Identification and properties of the cell membrane bound leucine aminopeptidase interacting with the potential immunostimulant and chemotherapeutic agent bestatin.

Bestatin was found to be a competitive inhibitor (with respect to the Leu-NA substrate) not only of the isolated microsomal and cytosolic leucine aminopeptidases (Leu-APm and Leu-APc) but also of the aminopeptidases (APs) present in membrane preparations (from mouse liver) and on the cell surface of L5178Y cells. Kinetic parameters indicate that cellular AP is identical to Leu-APm. To rule out the possibility that AP-B is involved in the inhibition reactions, comparable studies with amastatin were performed. Electrophoretical studies revealed the solubilized cell membrane bound AP to co-migrate with Leu-APm in polyacrylamide gels. The activity of the separated membrane AP was inhibited by bestatin in situ.
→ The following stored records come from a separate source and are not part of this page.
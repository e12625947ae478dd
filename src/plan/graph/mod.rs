//! Execution graph for managing task dependencies and execution order

mod cycle;
mod nodes;
mod scheduling;


use std::collections::HashMap;

use super::parser::dependencies::{validate_dependencies, DependencyEntry};
use super::schema::{Task, ValidationError, ValidationErrorKind};
use crate::error::PlanError;

pub(crate) use cycle::find_cycles;
pub use nodes::TaskNode;

/// Dependency graph over a plan's tasks.
///
/// Nodes keep the plan's declaration order, so index `i` is `plan.tasks[i]`.
#[derive(Debug, Clone)]
pub struct ExecutionGraph {
    nodes: Vec<TaskNode>,
    index: HashMap<String, usize>,
}

impl ExecutionGraph {
    /// Build an execution graph from tasks.
    ///
    /// Plans produced by the parser always succeed here. Plans assembled in
    /// code get the same duplicate, unknown-dependency and cycle checks.
    pub fn build(tasks: &[Task]) -> Result<Self, PlanError> {
        let mut errors = Vec::new();
        let mut index = HashMap::new();

        for (i, task) in tasks.iter().enumerate() {
            if index.insert(task.id.clone(), i).is_some() {
                errors.push(ValidationError::new(
                    ValidationErrorKind::DuplicateId,
                    format!("tasks[{i}].id"),
                    format!("duplicate task id '{}'", task.id),
                ));
            }
        }
        if !errors.is_empty() {
            return Err(PlanError::Validation(errors));
        }

        let entries: Vec<DependencyEntry<'_>> = tasks
            .iter()
            .enumerate()
            .map(|(i, task)| DependencyEntry {
                path: format!("tasks[{i}]"),
                id: &task.id,
                depends_on: &task.depends_on,
            })
            .collect();
        errors.extend(validate_dependencies(&entries));
        if !errors.is_empty() {
            return Err(PlanError::Validation(errors));
        }

        let mut nodes: Vec<TaskNode> = tasks
            .iter()
            .enumerate()
            .map(|(i, task)| {
                let mut dependencies = Vec::new();
                for dep in &task.depends_on {
                    if let Some(&d) = index.get(dep) {
                        if !dependencies.contains(&d) {
                            dependencies.push(d);
                        }
                    }
                }
                TaskNode {
                    id: task.id.clone(),
                    index: i,
                    dependencies,
                    dependents: Vec::new(),
                }
            })
            .collect();

        // Reverse edges, filled in declaration order of the dependent
        for i in 0..nodes.len() {
            for d in nodes[i].dependencies.clone() {
                nodes[d].dependents.push(i);
            }
        }

        Ok(Self { nodes, index })
    }

    pub fn len(&self) -> usize {
        self.nodes.len()
    }

    pub fn is_empty(&self) -> bool {
        self.nodes.is_empty()
    }

    pub fn nodes(&self) -> &[TaskNode] {
        &self.nodes
    }

    pub fn node(&self, index: usize) -> Option<&TaskNode> {
        self.nodes.get(index)
    }

    pub fn index_of(&self, id: &str) -> Option<usize> {
        self.index.get(id).copied()
    }

    pub fn dependencies(&self, index: usize) -> &[usize] {
        self.nodes
            .get(index)
            .map(|n| n.dependencies.as_slice())
            .unwrap_or(&[])
    }

    pub fn dependents(&self, index: usize) -> &[usize] {
        self.nodes
            .get(index)
            .map(|n| n.dependents.as_slice())
            .unwrap_or(&[])
    }

    /// Every task that directly or transitively depends on `index`
    pub fn transitive_dependents(&self, index: usize) -> Vec<usize> {
        let mut seen = vec![false; self.nodes.len()];
        let mut stack = self.dependents(index).to_vec();
        while let Some(next) = stack.pop() {
            if !seen[next] {
                seen[next] = true;
                stack.extend_from_slice(self.dependents(next));
            }
        }
        (0..self.nodes.len()).filter(|&i| seen[i]).collect()
    }

    /// Task indices in a dependency-respecting order, earliest declaration first
    pub fn topological_order(&self) -> Vec<usize> {
        scheduling::topological_order(&self.nodes)
    }

    /// Groups of tasks that could run side by side
    pub fn layers(&self) -> Vec<Vec<usize>> {
        scheduling::layers(&self.nodes)
    }

    /// Task identifiers for a list of indices
    pub fn ids(&self, indices: &[usize]) -> Vec<&str> {
        indices
            .iter()
            .filter_map(|&i| self.nodes.get(i).map(|n| n.id.as_str()))
            .collect()
    }
}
The cell membrane bound AP activity was found to be lowest in lymphocytes, higher in tumor cells and highest in bone marrow cells and macrophages. Using synchronized L5178Y cells, the AP activity changes during the cell division cycle; the lowest activity was determined during the G1-phase and 35% higher values were measured during the S/G2-phase. The fluctuation of the cell surface associated AP activity parallels with changes in the number of binding sites for bestatin.